[ACTIVITY]
Of the records below, reproduce only the span that opens with the line containing "signal 750ms in" and closes with the last line.

[INFORMATION GIVEN]

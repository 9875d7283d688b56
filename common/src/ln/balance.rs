use serde::{Deserialize, Serialize};

/// Basically `bdk::Balance`, so that `common` doesn't need to depend on `bdk`.
///
/// Partitions a wallet balance into different categories.
#[derive(Serialize, Deserialize, Debug, Eq, PartialEq, Clone, Default)]
pub struct Balance {
    /// All coinbase outputs not yet matured
    pub immature: bitcoin::Amount,
    /// Unconfirmed UTXOs generated by a wallet tx
    pub trusted_pending: bitcoin::Amount,
    /// Unconfirmed UTXOs received from an external wallet
    pub untrusted_pending: bitcoin::Amount,
    /// Confirmed and immediately spendable balance
    pub confirmed: bitcoin::Amount,
}

impl Balance {
    /// Get sum of trusted pending and confirmed coins
    pub fn spendable(&self) -> bitcoin::Amount {
        self.confirmed + self.trusted_pending
    }

    /// Get the whole balance visible to the wallet
    pub fn total(&self) -> bitcoin::Amount {
        self.confirmed
            + self.trusted_pending
            + self.untrusted_pending
            + self.immature
    }
}

impl std::fmt::Display for Balance {
    fn fmt(&self, f: &mut std::fmt::Formatter<'_>) -> std::fmt::Result {
        let spendable = self.spendable();
        let total = self.total();
        write!(
            f,
            "{{ spendable balance: {spendable} sats, total: {total} sats }}"
        )
    }
}

impl std::ops::Add for Balance {
    type Output = Self;

    fn add(self, other: Self) -> Self {
        Self {
            immature: self.immature + other.immature,
            trusted_pending: self.trusted_pending + other.trusted_pending,
            untrusted_pending: self.untrusted_pending + other.untrusted_pending,
            confirmed: self.confirmed + other.confirmed,
        }
    }
}

impl std::iter::Sum for Balance {
    fn sum<I: Iterator<Item = Self>>(iter: I) -> Self {
        iter.fold(
            Balance {
                ..Default::default()
            },
            |a, b| a + b,
        )
    }
}
use std::time::Duration;

use common::shutdown::ShutdownChannel;
use tokio::{
    sync::{mpsc, mpsc::error::TryRecvError},
    time::{self, Instant},
};
use tracing::{debug, info, trace};

// TODO(max): Also count Lightning Network events as activity events
/// A simple actor that keeps track of an inactivity timer held in the stack of
/// its `start()` fn.
///
/// - If the command server sends an activity event, the timer resets to now +
///   `self.duration`.
/// - If an activity event is received via `activity_rx`, the timer is reset.
/// - If the timer reaches 0, a shutdown signal is sent via `shutdown`.
/// - If a shutdown signal is received, the actor shuts down.
pub struct InactivityTimer {
    /// Whether to signal a shutdown if no activity was detected at the
    /// beginning of `start()`
    shutdown_after_sync_if_no_activity: bool,
    /// The duration that the inactivity timer will reset to whenever it
    /// receives an activity event.
    duration: Duration,
    /// Used to receive activity events from the command server.
    activity_rx: mpsc::Receiver<()>,
    /// Used to signal the rest of the program to shut down.
    shutdown: ShutdownChannel,
}

impl InactivityTimer {
    pub fn new(
        shutdown_after_sync_if_no_activity: bool,
        inactivity_timer_sec: u64,
        activity_rx: mpsc::Receiver<()>,
        shutdown: ShutdownChannel,
    ) -> Self {
        let duration = Duration::from_secs(inactivity_timer_sec);
        Self {
            shutdown_after_sync_if_no_activity,
            duration,
            activity_rx,
            shutdown,
        }
    }

    /// Starts the inactivity timer.
    pub async fn start(&mut self) {
        if self.shutdown_after_sync_if_no_activity {
            match self.activity_rx.try_recv() {
                Ok(()) => {
                    trace!("Activity detected, starting shutdown timer");
                }
                Err(TryRecvError::Empty) => {
                    info!("No activity detected, initiating shutdown");
                    self.shutdown.send();
                    return;
                }
                Err(TryRecvError::Disconnected) => {
                    info!("Timer channel disconnected, initiating shutdown");
                    self.shutdown.send();
                    return;
                }
            }
        }

        // Initiate timer
        let timer = time::sleep(self.duration);

        // Pin the timer on the stack so it can be polled without being consumed
        tokio::pin!(timer);

        loop {
            tokio::select! {
                () = &mut timer => {
                    info!("Inactivity timer hit 0, sending shutdown signal");
                    self.shutdown.send();
                    break;
                }
                activity_opt = self.activity_rx.recv() => {
                    match activity_opt {
                        Some(()) => {
                            debug!(
                                "Received activity event, resetting"
                            );
                            timer.as_mut().reset(Instant::now() + self.duration);
                        }
                        None => {
                            info!("All activity_tx dropped, shutting down");
                            break
                        },
                    }
                }
                () = self.shutdown.recv() => {
                    info!("Inactivity timer received shutdown signal");
                    break;
                }
            }
        }
    }
}

#[cfg(test)]
mod tests {
    use std::future::Future;

    use common::constants::DEFAULT_CHANNEL_SIZE;
    use tokio::{
        sync::mpsc,
        time::{self, Duration},
    };

    use super::*;

    /// A simple struct that holds all the materials required to test the
    /// InactivityTimer.
    struct TestMaterials {
        actor: InactivityTimer,
        activity_tx: mpsc::Sender<()>,
        shutdown: ShutdownChannel,
    }

    fn get_test_materials(
        shutdown_after_sync_if_no_activity: bool,
        inactivity_timer_sec: u64,
    ) -> TestMaterials {
        let (activity_tx, activity_rx) = mpsc::channel(DEFAULT_CHANNEL_SIZE);
        let shutdown = ShutdownChannel::new();
        let actor_shutdown = shutdown.clone();
        let actor = InactivityTimer::new(
            shutdown_after_sync_if_no_activity,
            inactivity_timer_sec,
            activity_rx,
            actor_shutdown,
        );

        TestMaterials {
            actor,
            activity_tx,
            shutdown,
        }
    }

    /// Tests that a given `InactivityTimer::start()` Future finishes within
    /// given time bounds. Also tests that it sends a shutdown signal.
    async fn bound_finish(
        actor_fut: impl Future<Output = ()>,
        shutdown: ShutdownChannel,
        lower_bound_ms: Option<u64>,
        upper_bound_ms: Option<u64>,
    ) {
        let lower_bound =
            lower_bound_ms.map(|l| time::sleep(Duration::from_millis(l)));
        let upper_bound =
            upper_bound_ms.map(|u| time::sleep(Duration::from_millis(u)));
        tokio::pin!(actor_fut);
        if let Some(lower) = lower_bound {
            tokio::select! {
                () = &mut actor_fut => panic!("Actor finished too quickly"),
                () = lower => {}
            }
        }
        if let Some(upper) = upper_bound {
            tokio::select! {
                () = &mut actor_fut => {}
                () = upper => panic!("Took too long to finish"),
            }
        }
        assert!(shutdown.try_recv());
    }

    /// Case 1: shutdown_after_sync enabled, no activity
    #[tokio::test(start_paused = true)]
    async fn case_1() {
        let shutdown_after_sync_if_no_activity = true;
        let inactivity_timer_sec = 1;
        let mut mats = get_test_materials(
            shutdown_after_sync_if_no_activity,
            inactivity_timer_sec,
        );
        let actor_fut = mats.actor.start();

        // Actor should finish instantly
        bound_finish(actor_fut, mats.shutdown, None, Some(1)).await;
    }

    /// Case 2: shutdown_after_sync enabled, *with* activity
    #[tokio::test(start_paused = true)]
    async fn case_2() {
        let shutdown_after_sync_if_no_activity = true;
        let inactivity_timer_sec = 1;
        let mut mats = get_test_materials(
            shutdown_after_sync_if_no_activity,
            inactivity_timer_sec,
        );
        let _ = mats.activity_tx.send(()).await;
        let actor_fut = mats.actor.start();

        // Actor should finish at 1000ms (1 sec)
        bound_finish(actor_fut, mats.shutdown, Some(999), Some(1001)).await;
    }

    /// Case 3: shutdown_after_sync not enabled, no activity
    #[tokio::test(start_paused = true)]
    async fn case_3() {
        let shutdown_after_sync_if_no_activity = false;
        let inactivity_timer_sec = 1;
        let mut mats = get_test_materials(
            shutdown_after_sync_if_no_activity,
            inactivity_timer_sec,
        );
        let actor_fut = mats.actor.start();

        // Actor should finish at about 1000ms (1 sec)
        bound_finish(actor_fut, mats.shutdown, Some(999), Some(1001)).await;
    }

    /// Case 4: shutdown_after_sync not enabled, *with* activity; i.e. the
    /// inactivity timer resets
    #[tokio::test(start_paused = true)]
    async fn case_4() {
        let shutdown_after_sync_if_no_activity = false;
        let inactivity_timer_sec = 1;
        let mut mats = get_test_materials(
            shutdown_after_sync_if_no_activity,
            inactivity_timer_sec,
        );
        let actor_fut = mats.actor.start();

        // Spawn a task to generate an activity event 500ms in
        let activity_tx = mats.activity_tx.clone();
        use common::task::LxTask;
        let activity_task = LxTask::spawn(async move {
            time::sleep(Duration::from_millis(500)).await;
            let _ = activity_tx.send(()).await;
        });

        // Actor should finish at about 1500ms
        bound_finish(actor_fut, mats.shutdown, Some(1499), Some(1501)).await;
        activity_task.await.unwrap();
    }

    /// Case 5: shutdown_after_sync not enabled, *with* activity, *with*
    /// shutdown signal. The shutdown signal should take precedence over the
    /// activity timer
    #[tokio::test(start_paused = true)]
    async fn case_5() {
        let shutdown_after_sync_if_no_activity = false;
        let inactivity_timer_sec = 1;
        let mut mats = get_test_materials(
            shutdown_after_sync_if_no_activity,
            inactivity_timer_sec,
        );
        let actor_fut = mats.actor.start();

        // Spawn a task to generate an activity event 500ms in and a shutdown
        // signal 750ms in
        let activity_tx = mats.activity_tx.clone();
        let shutdown = mats.shutdown.clone();
        use common::task::LxTask;
        let activity_task = LxTask::spawn(async move {
            time::sleep(Duration::from_millis(500)).await;
            let _ = activity_tx.send(()).await;
            time::sleep(Duration::from_millis(250)).await;
            shutdown.send();
        });

        // Actor should finish at about 750ms despite receiving activity
        bound_finish(actor_fut, mats.shutdown, Some(749), Some(751)).await;
        activity_task.await.unwrap();
    }
}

[SOLUTION]
        // signal 750ms in
        let activity_tx = mats.activity_tx.clone();
        let shutdown = mats.shutdown.clone();
        use common::task::LxTask;
        let activity_task = LxTask::spawn(async move {
            time::sleep(Duration::from_millis(500)).await;
            let _ = activity_tx.send(()).await;
            time::sleep(Duration::from_millis(250)).await;
            shutdown.send();
        });

        // Actor should finish at about 750ms despite receiving activity
        bound_finish(actor_fut, mats.shutdown, Some(749), Some(751)).await;
        activity_task.await.unwrap();
    }
}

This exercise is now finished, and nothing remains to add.